Reworking Hamlet through a gender-swapped lens, the film follows Scarlet, the Princess of Elsinore, who awakens after death in the Otherworld – an ethereal realm where the living and the dead from across all of time coexist. But this is no peaceful afterlife. Beings can still die here, fading into total “nothingness.” Tragically, Scarlet learns that her uncle Claudius has arrived before her and worse still, he has again murdered her father, King Amlet, for a second and final time, before seizing control of the mountain fortress that leads to the Infinite Land. From its foundation, Claudius rules as a false deity, served by roving bands led by Cornelius, Voltemand, Laertes, and Polonius. 

Consumed by grief and fury, Scarlet sets out on a vengeance-fuelled quest to destroy her uncle. Hosoda complicates this trajectory through Hijiri, a paramedic from the 21st century who has also found himself drawn into the Otherworld. Where Scarlet sees righteous violence, Hijiri sees only endless cycles of death. Their unlikely companionship, between a medieval princess shaped by honour and a modern medic trained to preserve life forms the emotional core of the film. As they journey together, Scarlet is forced to confront not only Claudius, but the cost of her own rage. 

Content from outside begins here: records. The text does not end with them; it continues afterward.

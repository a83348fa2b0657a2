//! Model configuration and the fitted-forest facade over both modes.

use crate::error::ForestError;
use crate::forest::{self, ClassificationForest, RegressionForest};
use crate::params::{ClassWeight, ForestParams, MaxFeatures, Mode, TreeParams};
use crate::targets::{Predictions, Targets};

/// Whether to track out-of-bag rows during fitting and compute OOB
/// predictions for the training set.
#[derive(Debug, Clone, Copy, PartialEq, Eq)]
pub enum OobMode {
    /// Compute an OOB prediction for every training row.
    Enabled,
    /// Skip OOB bookkeeping entirely.
    Disabled,
}

/// Configuration for fitting a forest in either mode.
///
/// Core sampling and sizing knobs come from [`ForestParams`]; this layer adds
/// the tree-shape and execution settings.
///
/// | Setting | Default |
/// |---------|---------|
/// | `max_features` | `Sqrt` (classification), `All` (regression) |
/// | `max_depth` | unlimited |
/// | `min_samples_split` | `2` |
/// | `oob_mode` | `Disabled` |
/// | `threads` | ambient rayon pool |
#[derive(Debug, Clone)]
pub struct ForestConfig {
    mode: Mode,
    params: ForestParams,
    max_features: Option<MaxFeatures>,
    max_depth: Option<usize>,
    min_samples_split: usize,
    oob_mode: OobMode,
    threads: Option<usize>,
}

impl ForestConfig {
    /// Create a configuration, validating the parameter set against the mode.
    ///
    /// # Errors
    ///
    /// | Variant | When |
    /// |---------|------|
    /// | [`ForestError::InvalidTreeCount`] | `n_trees` is zero |
    /// | [`ForestError::InvalidMinSamplesLeaf`] | `min_samples_leaf` is zero |
    /// | [`ForestError::ClassWeightRequiresClassification`] | balanced weighting in regression mode |
    pub fn new(mode: Mode, params: ForestParams) -> Result<Self, ForestError> {
        if params.n_trees == 0 {
            return Err(ForestError::InvalidTreeCount { n_trees: 0 });
        }
        if params.min_samples_leaf == 0 {
            return Err(ForestError::InvalidMinSamplesLeaf {
                min_samples_leaf: 0,
            });
        }
        if mode == Mode::Regression && params.class_weight == ClassWeight::Balanced {
            return Err(ForestError::ClassWeightRequiresClassification);
        }
        Ok(Self {
            mode,
            params,
            max_features: None,
            max_depth: None,
            min_samples_split: 2,
            oob_mode: OobMode::Disabled,
            threads: None,
        })
    }

    /// Override the per-split feature subsampling rule.
    #[must_use]
    pub fn with_max_features(mut self, max_features: MaxFeatures) -> Self {
        self.max_features = Some(max_features);
        self
    }

    /// Limit tree depth; `None` grows until the stopping rules fire.
    #[must_use]
    pub fn with_max_depth(mut self, max_depth: Option<usize>) -> Self {
        self.max_depth = max_depth;
        self
    }

    /// Set the minimum node size eligible for splitting.
    #[must_use]
    pub fn with_min_samples_split(mut self, min_samples_split: usize) -> Self {
        self.min_samples_split = min_samples_split;
        self
    }

    /// Enable or disable out-of-bag prediction.
    #[must_use]
    pub fn with_oob_mode(mut self, oob_mode: OobMode) -> Self {
        self.oob_mode = oob_mode;
        self
    }

    /// Pin tree growing to a dedicated pool of `threads` workers; `None`
    /// uses the ambient rayon pool.
    #[must_use]
    pub fn with_threads(mut self, threads: Option<usize>) -> Self {
        self.threads = threads;
        self
    }

    /// The mode this configuration fits.
    #[must_use]
    pub fn mode(&self) -> Mode {
        self.mode
    }

    /// The core forest parameters.
    #[must_use]
    pub fn params(&self) -> &ForestParams {
        &self.params
    }

    /// The configured OOB mode.
    #[must_use]
    pub fn oob_mode(&self) -> OobMode {
        self.oob_mode
    }

    /// The configured thread count, if pinned.
    #[must_use]
    pub fn threads(&self) -> Option<usize> {
        self.threads
    }

    /// Fit a forest on row-major `features` and matching `targets`.
    ///
    /// # Errors
    ///
    /// | Variant | When |
    /// |---------|------|
    /// | [`ForestError::EmptyDataset`] | `features` has no rows |
    /// | [`ForestError::ZeroFeatures`] | rows have no columns |
    /// | [`ForestError::FeatureCountMismatch`] | a row has a different width |
    /// | [`ForestError::NonFiniteValue`] | a feature value is NaN or infinite |
    /// | [`ForestError::NonFiniteTarget`] | a regression target is NaN or infinite |
    /// | [`ForestError::TargetLengthMismatch`] | target count differs from row count |
    /// | [`ForestError::TargetKindMismatch`] | labels passed to regression or values to classification |
    /// | [`ForestError::InvalidMinSamplesSplit`] | `min_samples_split` below 2 |
    /// | [`ForestError::InvalidMaxDepth`] | `max_depth` of zero |
    /// | [`ForestError::InvalidMaxFeatures`] | the rule resolves outside `[1, n_features]` |
    /// | [`ForestError::InvalidThreadCount`] | a pinned thread count of zero |
    /// | [`ForestError::OobRequiresBootstrap`] | OOB enabled with bootstrap off |
    /// | [`ForestError::OobCoverage`] | some rows were in-bag for every tree |
    /// | [`ForestError::ThreadPool`] | the dedicated pool could not be built |
    pub fn fit(&self, features: &[Vec<f64>], targets: &Targets) -> Result<FittedForest, ForestError> {
        let n_features = forest::validate_features(features)?;
        if targets.len() != features.len() {
            return Err(ForestError::TargetLengthMismatch {
                n_samples: features.len(),
                n_targets: targets.len(),
            });
        }
        if self.min_samples_split < 2 {
            return Err(ForestError::InvalidMinSamplesSplit {
                min_samples_split: self.min_samples_split,
            });
        }
        if self.max_depth == Some(0) {
            return Err(ForestError::InvalidMaxDepth { max_depth: 0 });
        }
        if self.threads == Some(0) {
            return Err(ForestError::InvalidThreadCount { threads: 0 });
        }
        if self.oob_mode == OobMode::Enabled && !self.params.bootstrap {
            return Err(ForestError::OobRequiresBootstrap);
        }

        let max_features = self.max_features.unwrap_or(match self.mode {
            Mode::Classification => MaxFeatures::Sqrt,
            Mode::Regression => MaxFeatures::All,
        });
        let tree_params = TreeParams {
            strategy: self.params.family.strategy(),
            max_features: max_features.resolve(n_features)?,
            max_depth: self.max_depth,
            min_samples_split: self.min_samples_split,
            min_samples_leaf: self.params.min_samples_leaf,
        };
        let oob = self.oob_mode == OobMode::Enabled;

        match (self.mode, targets) {
            (Mode::Classification, Targets::Labels(labels)) => {
                let fitted = forest::grow_classification(
                    features,
                    labels,
                    &self.params,
                    tree_params,
                    oob,
                    self.threads,
                )?;
                Ok(FittedForest::Classification(fitted))
            }
            (Mode::Regression, Targets::Values(values)) => {
                for (sample_index, value) in values.iter().enumerate() {
                    if !value.is_finite() {
                        return Err(ForestError::NonFiniteTarget { sample_index });
                    }
                }
                let fitted = forest::grow_regression(
                    features,
                    values,
                    &self.params,
                    tree_params,
                    oob,
                    self.threads,
                )?;
                Ok(FittedForest::Regression(fitted))
            }
            (mode, targets) => Err(ForestError::TargetKindMismatch {
                mode,
                expected: match mode {
                    Mode::Classification => "labels",
                    Mode::Regression => "values",
                },
                found: targets.kind(),
            }),
        }
    }
}

/// A fitted forest in either mode.
#[derive(Debug, Clone)]
pub enum FittedForest {
    /// A forest predicting `i64` labels.
    Classification(ClassificationForest),
    /// A forest predicting `f64` values.
    Regression(RegressionForest),
}

impl FittedForest {
    /// The mode this forest was fitted in.
    #[must_use]
    pub fn mode(&self) -> Mode {
        match self {
            Self::Classification(_) => Mode::Classification,
            Self::Regression(_) => Mode::Regression,
        }
    }

    /// Predict targets for row-major `features`.
    pub fn predict(&self, features: &[Vec<f64>]) -> Result<Predictions, ForestError> {
        match self {
            Self::Classification(forest) => Ok(Predictions::Labels(forest.predict(features)?)),
            Self::Regression(forest) => Ok(Predictions::Values(forest.predict(features)?)),
        }
    }

    /// Per-row class probabilities in [`ClassificationForest::classes`] order.
    pub fn predict_proba(&self, features: &[Vec<f64>]) -> Result<Vec<Vec<f64>>, ForestError> {
        match self {
            Self::Classification(forest) => forest.predict_proba(features),
            Self::Regression(_) => Err(ForestError::ProbaRequiresClassification),
        }
    }

    /// Out-of-bag predictions for the training rows.
    pub fn oob_predictions(&self) -> Result<Predictions, ForestError> {
        match self {
            Self::Classification(forest) => Ok(Predictions::Labels(
                forest.oob_predictions()?.to_vec(),
            )),
            Self::Regression(forest) => {
                Ok(Predictions::Values(forest.oob_predictions()?.to_vec()))
            }
        }
    }

    /// Impurity-decrease feature importances, normalized to sum to one.
    #[must_use]
    pub fn feature_importances(&self) -> &[f64] {
        match self {
            Self::Classification(forest) => forest.feature_importances(),
            Self::Regression(forest) => forest.feature_importances(),
        }
    }

    /// Distinct training labels for classification forests.
    #[must_use]
    pub fn classes(&self) -> Option<&[i64]> {
        match self {
            Self::Classification(forest) => Some(forest.classes()),
            Self::Regression(_) => None,
        }
    }

    /// Number of trees in the ensemble.
    #[must_use]
    pub fn n_trees(&self) -> usize {
        match self {
            Self::Classification(forest) => forest.n_trees(),
            Self::Regression(forest) => forest.n_trees(),
        }
    }

    /// Number of feature columns the forest was trained on.
    #[must_use]
    pub fn n_features(&self) -> usize {
        match self {
            Self::Classification(forest) => forest.n_features(),
            Self::Regression(forest) => forest.n_features(),
        }
    }
}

Visually, Scarlet is among Hosoda’s most daring works. The real world is rendered in richly textured, traditional 2D animation, grounding the story in human fragility. The Otherworld unfolds as a vast CGI expanse that is seemingly in scale. This contrast reinforces the film’s spiritual tension between the finite and the infinite.  

That said, Scarlet is not without flaws. The film runs long, and its final act could comfortably have been trimmed by ten to fifteen minutes without losing emotional impact. Additionally at times, its exploration of revenge, forgiveness, justice, and mercy feels slightly muddled, as though Hosoda is wrestling with too many ideas at once. Yet even in its messiness, the film lands its emotional beats with sincerity and power. In a cinematic landscape crowded with spectacle-driven anime, Scarlet stands apart as a meditation on repentance, mercy, and hope. It reminds us that true salvation rarely looks like triumph. More often, it looks like laying down the sword, and trusting that love, somehow, will be enough. 

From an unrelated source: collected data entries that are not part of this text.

//! Model hyperparameters and the mode/family vocabulary.

use std::fmt;
use std::str::FromStr;

use crate::error::ForestError;

/// Task mode, derived from the target metric family upstream.
#[derive(Debug, Clone, Copy, PartialEq, Eq, Hash, serde::Serialize)]
#[serde(rename_all = "snake_case")]
pub enum Mode {
    /// Predict one class label per row.
    Classification,
    /// Predict one real value per row.
    Regression,
}

impl fmt::Display for Mode {
    fn fmt(&self, f: &mut fmt::Formatter<'_>) -> fmt::Result {
        match self {
            Mode::Classification => write!(f, "classification"),
            Mode::Regression => write!(f, "regression"),
        }
    }
}

/// Forest family, selecting how split thresholds are chosen.
#[derive(Debug, Clone, Copy, PartialEq, Eq, Hash, serde::Serialize)]
#[serde(rename_all = "snake_case")]
pub enum Family {
    /// Bagged trees with exhaustive threshold search per candidate feature.
    RandomForest,
    /// Trees with one uniform random threshold per candidate feature.
    ExtraTrees,
}

impl Family {
    pub(crate) fn strategy(self) -> SplitStrategy {
        match self {
            Family::RandomForest => SplitStrategy::Exact,
            Family::ExtraTrees => SplitStrategy::RandomThreshold,
        }
    }
}

impl fmt::Display for Family {
    fn fmt(&self, f: &mut fmt::Formatter<'_>) -> fmt::Result {
        match self {
            Family::RandomForest => write!(f, "random_forest"),
            Family::ExtraTrees => write!(f, "extra_trees"),
        }
    }
}

impl FromStr for Family {
    type Err = String;

    fn from_str(s: &str) -> Result<Self, Self::Err> {
        match s {
            "random_forest" => Ok(Family::RandomForest),
            "extra_trees" => Ok(Family::ExtraTrees),
            other => Err(format!(
                "unknown family {other:?}, expected \"random_forest\" or \"extra_trees\""
            )),
        }
    }
}

/// Per-sample weighting policy for classification training.
#[derive(Debug, Clone, Copy, PartialEq, Eq, Hash, serde::Serialize)]
#[serde(rename_all = "snake_case")]
pub enum ClassWeight {
    /// Every sample weighs 1.0.
    Uniform,
    /// Each sample weighs `n_samples / (n_classes * count(class))`,
    /// computed over the full training targets before any bootstrap draw.
    Balanced,
}

impl fmt::Display for ClassWeight {
    fn fmt(&self, f: &mut fmt::Formatter<'_>) -> fmt::Result {
        match self {
            ClassWeight::Uniform => write!(f, "uniform"),
            ClassWeight::Balanced => write!(f, "balanced"),
        }
    }
}

impl FromStr for ClassWeight {
    type Err = String;

    fn from_str(s: &str) -> Result<Self, Self::Err> {
        match s {
            "uniform" => Ok(ClassWeight::Uniform),
            "balanced" => Ok(ClassWeight::Balanced),
            other => Err(format!(
                "unknown class weight {other:?}, expected \"uniform\" or \"balanced\""
            )),
        }
    }
}

/// Strategy for determining the number of features considered at each split.
#[derive(Debug, Clone, Copy, PartialEq)]
pub enum MaxFeatures {
    /// Square root of total features.
    Sqrt,
    /// Log base 2 of total features.
    Log2,
    /// A fixed count.
    Fixed(usize),
    /// All features (no subsampling).
    All,
}

impl MaxFeatures {
    /// Resolve the strategy against a concrete feature count.
    ///
    /// # Errors
    ///
    /// Returns [`ForestError::InvalidMaxFeatures`] if the resolved count is
    /// zero or exceeds `n_features`.
    pub fn resolve(self, n_features: usize) -> Result<usize, ForestError> {
        let max_features = match self {
            MaxFeatures::Sqrt => (n_features as f64).sqrt().floor() as usize,
            MaxFeatures::Log2 => (n_features as f64).log2().floor() as usize,
            MaxFeatures::Fixed(count) => count,
            MaxFeatures::All => n_features,
        };
        if max_features == 0 || max_features > n_features {
            return Err(ForestError::InvalidMaxFeatures {
                max_features,
                n_features,
            });
        }
        Ok(max_features)
    }
}

/// One searchable hyperparameter point.
///
/// Construct via [`ForestParams::new`], then chain `with_*` methods.
///
/// # Defaults
///
/// | Parameter          | Default   |
/// |--------------------|-----------|
/// | `n_trees`          | 100       |
/// | `min_samples_leaf` | 1         |
/// | `class_weight`     | `Uniform` |
/// | `bootstrap`        | `true`    |
/// | `seed`             | 42        |
#[derive(Debug, Clone, PartialEq, serde::Serialize)]
pub struct ForestParams {
    pub(crate) family: Family,
    pub(crate) n_trees: usize,
    pub(crate) min_samples_leaf: usize,
    pub(crate) class_weight: ClassWeight,
    pub(crate) bootstrap: bool,
    pub(crate) seed: u64,
}

impl ForestParams {
    /// Create a parameter set for the given family with default values.
    #[must_use]
    pub fn new(family: Family) -> Self {
        Self {
            family,
            n_trees: 100,
            min_samples_leaf: 1,
            class_weight: ClassWeight::Uniform,
            bootstrap: true,
            seed: 42,
        }
    }

    // --- Setters ---

    /// Set the number of trees.
    #[must_use]
    pub fn with_n_trees(mut self, n_trees: usize) -> Self {
        self.n_trees = n_trees;
        self
    }

    /// Set the minimum number of samples required in each leaf.
    #[must_use]
    pub fn with_min_samples_leaf(mut self, min_samples_leaf: usize) -> Self {
        self.min_samples_leaf = min_samples_leaf;
        self
    }

    /// Set the class weighting policy.
    #[must_use]
    pub fn with_class_weight(mut self, class_weight: ClassWeight) -> Self {
        self.class_weight = class_weight;
        self
    }

    /// Enable or disable bootstrap sampling.
    #[must_use]
    pub fn with_bootstrap(mut self, bootstrap: bool) -> Self {
        self.bootstrap = bootstrap;
        self
    }

    /// Set the random seed for reproducibility.
    #[must_use]
    pub fn with_seed(mut self, seed: u64) -> Self {
        self.seed = seed;
        self
    }

    // --- Getters ---

    /// Return the forest family.
    #[must_use]
    pub fn family(&self) -> Family {
        self.family
    }

    /// Return the number of trees.
    #[must_use]
    pub fn n_trees(&self) -> usize {
        self.n_trees
    }

    /// Return the minimum samples required in each leaf.
    #[must_use]
    pub fn min_samples_leaf(&self) -> usize {
        self.min_samples_leaf
    }

    /// Return the class weighting policy.
    #[must_use]
    pub fn class_weight(&self) -> ClassWeight {
        self.class_weight
    }

    /// Return whether bootstrap sampling is enabled.
    #[must_use]
    pub fn bootstrap(&self) -> bool {
        self.bootstrap
    }

    /// Return the random seed.
    #[must_use]
    pub fn seed(&self) -> u64 {
        self.seed
    }
}

/// How split thresholds are searched within a tree.
#[derive(Debug, Clone, Copy, PartialEq, Eq)]
pub(crate) enum SplitStrategy {
    /// Sort each candidate feature and sweep every distinct threshold.
    Exact,
    /// Draw one uniform random threshold per candidate feature.
    RandomThreshold,
}

/// Resolved per-tree growth limits shared by both tree kinds.
#[derive(Debug, Clone, Copy)]
pub(crate) struct TreeParams {
    pub(crate) strategy: SplitStrategy,
    pub(crate) max_features: usize,
    pub(crate) max_depth: Option<usize>,
    pub(crate) min_samples_split: usize,
    pub(crate) min_samples_leaf: usize,
}

#[cfg(test)]
mod tests {
    use super::{ClassWeight, Family, ForestParams, MaxFeatures, Mode, SplitStrategy};

    // --- MaxFeatures ---

    #[test]
    fn sqrt_resolution() {
        assert_eq!(MaxFeatures::Sqrt.resolve(16).unwrap(), 4);
        assert_eq!(MaxFeatures::Sqrt.resolve(10).unwrap(), 3);
        assert_eq!(MaxFeatures::Sqrt.resolve(1).unwrap(), 1);
    }

    #[test]
    fn log2_resolution() {
        assert_eq!(MaxFeatures::Log2.resolve(16).unwrap(), 4);
        assert_eq!(MaxFeatures::Log2.resolve(10).unwrap(), 3);
    }

    #[test]
    fn log2_of_one_feature_is_invalid() {
        assert!(MaxFeatures::Log2.resolve(1).is_err());
    }

    #[test]
    fn fixed_resolution_bounds() {
        assert_eq!(MaxFeatures::Fixed(3).resolve(5).unwrap(), 3);
        assert!(MaxFeatures::Fixed(0).resolve(5).is_err());
        assert!(MaxFeatures::Fixed(6).resolve(5).is_err());
    }

    #[test]
    fn all_resolution() {
        assert_eq!(MaxFeatures::All.resolve(7).unwrap(), 7);
    }

    // --- Family ---

    #[test]
    fn family_strategy_mapping() {
        assert_eq!(Family::RandomForest.strategy(), SplitStrategy::Exact);
        assert_eq!(Family::ExtraTrees.strategy(), SplitStrategy::RandomThreshold);
    }

    #[test]
    fn family_parse_roundtrip() {
        for family in [Family::RandomForest, Family::ExtraTrees] {
            let parsed: Family = family.to_string().parse().unwrap();
            assert_eq!(parsed, family);
        }
    }

    #[test]
    fn family_parse_rejects_unknown() {
        assert!("gradient_boosting".parse::<Family>().is_err());
    }

    #[test]
    fn class_weight_parse_roundtrip() {
        for weight in [ClassWeight::Uniform, ClassWeight::Balanced] {
            let parsed: ClassWeight = weight.to_string().parse().unwrap();
            assert_eq!(parsed, weight);
        }
    }

    #[test]
    fn mode_display() {
        assert_eq!(Mode::Classification.to_string(), "classification");
        assert_eq!(Mode::Regression.to_string(), "regression");
    }

    // --- ForestParams ---

    #[test]
    fn params_defaults() {
        let params = ForestParams::new(Family::RandomForest);
        assert_eq!(params.n_trees(), 100);
        assert_eq!(params.min_samples_leaf(), 1);
        assert_eq!(params.class_weight(), ClassWeight::Uniform);
        assert!(params.bootstrap());
        assert_eq!(params.seed(), 42);
    }

    #[test]
    fn params_builder_chain() {
        let params = ForestParams::new(Family::ExtraTrees)
            .with_n_trees(32)
            .with_min_samples_leaf(4)
            .with_class_weight(ClassWeight::Balanced)
            .with_bootstrap(false)
            .with_seed(7);
        assert_eq!(params.family(), Family::ExtraTrees);
        assert_eq!(params.n_trees(), 32);
        assert_eq!(params.min_samples_leaf(), 4);
        assert_eq!(params.class_weight(), ClassWeight::Balanced);
        assert!(!params.bootstrap());
        assert_eq!(params.seed(), 7);
    }

    #[test]
    fn params_serialize_snake_case() {
        let params = ForestParams::new(Family::RandomForest);
        let json = serde_json::to_string(&params).unwrap();
        assert!(json.contains("\"random_forest\""));
        assert!(json.contains("\"uniform\""));
    }
}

Reel Dialogue: Scarlet, Salvation, and the Shape of Forgiveness 

In a world of life after death, Princess Scarlet functions as a messianic figure. Not because she is flawless, but because her journey mirrors a costly movement from vengeance toward self-giving love. She enters the Otherworld bearing death and injustice, determined to overthrow a false god who rules through domination. Claudius becomes less a mere villain than a parody of divinity as one who secures power through repeated acts of death rather than life. And his empty repentance demonstrates that the heart is what truly must change, not just mere confession in words.  

The film’s climax makes this explicit. Scarlet’s victory is not simply Claudius’s defeat, but her refusal to become like him. She absorbs suffering rather than multiplying it, choosing life in a realm built on endless death. Like Christlike figures across myth and cinema, she descends fully into the brokenness of a world and then returns to new life in order to redeem it from within.